Attic Theatre’s The Rebellious Women of Wimbledon will play in libraries, schools and community centres throughout south west London, marking the centenary of the Representation of the People Act when some women in Britain achieved the right to vote in elections.
The three-woman play is about Wimbledon suffragette Rose Lamartine Yates, played by Valerie Antwi, and will focus on the local history aspect of political movement.
Jonathan Humphreys, 33, is artistic director of Attic Theatre. He said: “It feels like a really interesting show to do here now because the arguments that were made by Rose Lamartine Yates were about equal pay, there were arguments made about what women have to wear.
“It was all about if you don’t have a seat at the table, how can you do it?”
The show, written by playwright Beth Flintoff, aims to teach forgotten parts of history such as the radical aspects of the suffrage movement, said Mr Humphreys.
The Rebellious Women of Wimbledon aims to take a specifically local approach to theatre.

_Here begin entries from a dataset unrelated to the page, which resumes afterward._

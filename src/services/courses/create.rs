use actix_web::{HttpRequest, HttpResponse, Result as ActixResult};
use tracing::error;

use super::CourseService;
use crate::errors::SchoolSystemError;
use crate::models::courses::requests::CreateCourseRequest;
use crate::models::{ApiResponse, ErrorCode};

pub async fn create_course(
    service: &CourseService,
    course_data: CreateCourseRequest,
    request: &HttpRequest,
) -> ActixResult<HttpResponse> {
    if course_data.code.trim().is_empty() || course_data.name.trim().is_empty() {
        return Ok(HttpResponse::BadRequest().json(ApiResponse::error_empty(
            ErrorCode::BadRequest,
            "Course code and name are required",
        )));
    }

    if course_data.credits <= 0 {
        return Ok(HttpResponse::BadRequest().json(ApiResponse::error_empty(
            ErrorCode::BadRequest,
            "Credits must be a positive integer",
        )));
    }

    let storage = service.get_storage(request);

    match storage.create_course(course_data).await {
        Ok(course) => {
            Ok(HttpResponse::Created().json(ApiResponse::success(course, "课程创建成功")))
        }
        Err(SchoolSystemError::Conflict(msg)) => Ok(HttpResponse::Conflict().json(
            ApiResponse::error_empty(ErrorCode::CourseCodeAlreadyExists, msg),
        )),
        Err(SchoolSystemError::Validation(msg)) => {
            Ok(HttpResponse::BadRequest().json(ApiResponse::error_empty(ErrorCode::BadRequest, msg)))
        }
        Err(SchoolSystemError::NotFound(msg)) => Ok(HttpResponse::NotFound()
            .json(ApiResponse::error_empty(ErrorCode::DepartmentNotFound, msg))),
        Err(e) => {
            let msg = format!("Course creation failed: {e}");
            error!("{}", msg);
            Ok(HttpResponse::InternalServerError()
                .json(ApiResponse::error_empty(ErrorCode::InternalServerError, msg)))
        }
    }
}
//! 作业实体

use sea_orm::entity::prelude::*;

#[derive(Clone, Debug, PartialEq, DeriveEntityModel)]
#[sea_orm(table_name = "assignments")]
pub struct Model {
    #[sea_orm(primary_key)]
    pub id: i64,
    pub course_offering_id: i64,
    pub title: String,
    pub description: Option<String>,
    pub due_date: Date,
    pub total_marks: f64,
    pub created_at: i64,
    pub updated_at: i64,
}

#[derive(Copy, Clone, Debug, EnumIter, DeriveRelation)]
pub enum Relation {
    #[sea_orm(
        belongs_to = "super::course_offerings::Entity",
        from = "Column::CourseOfferingId",
        to = "super::course_offerings::Column::Id"
    )]
    CourseOffering,
    #[sea_orm(has_many = "super::assignment_submissions::Entity")]
    Submissions,
}

impl Related<super::course_offerings::Entity> for Entity {
    fn to() -> RelationDef {
        Relation::CourseOffering.def()
    }
}

impl Related<super::assignment_submissions::Entity> for Entity {
    fn to() -> RelationDef {
        Relation::Submissions.def()
    }
}

impl ActiveModelBehavior for ActiveModel {}

// 从数据库模型转换为业务模型
impl Model {
    pub fn into_assignment(self) -> crate::models::assignments::entities::Assignment {
        use crate::models::assignments::entities::Assignment;
        use chrono::{DateTime, Utc};

        Assignment {
            id: self.id,
            course_offering_id: self.course_offering_id,
            title: self.title,
            description: self.description,
            due_date: self.due_date,
            total_marks: self.total_marks,
            created_at: DateTime::<Utc>::from_timestamp(self.created_at, 0).unwrap_or_default(),
            updated_at: DateTime::<Utc>::from_timestamp(self.updated_at, 0).unwrap_or_default(),
        }
    }
}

This will be the second time Attic Theatre has toured libraries in south west London, which Mr Humphreys said is a way of reaching new audiences.
“They’re interesting cultural spaces, libraries, because I think they’ve got a really diverse portion of the population,” he said.
He added: “What we make is made with people who aren’t necessarily regular theatre-goers in mind.”
This isn’t the first play about suffragettes to premiere in London this year. Sylvia, a dance-heavy musical about Sylvia Pankhurst, opened at the Old Vic last month.
After being plagued with problems, Sylvia was eventually designated a ‘work in progress’ for the rest of its run.
Feature image shows Rose Lamartine Yates.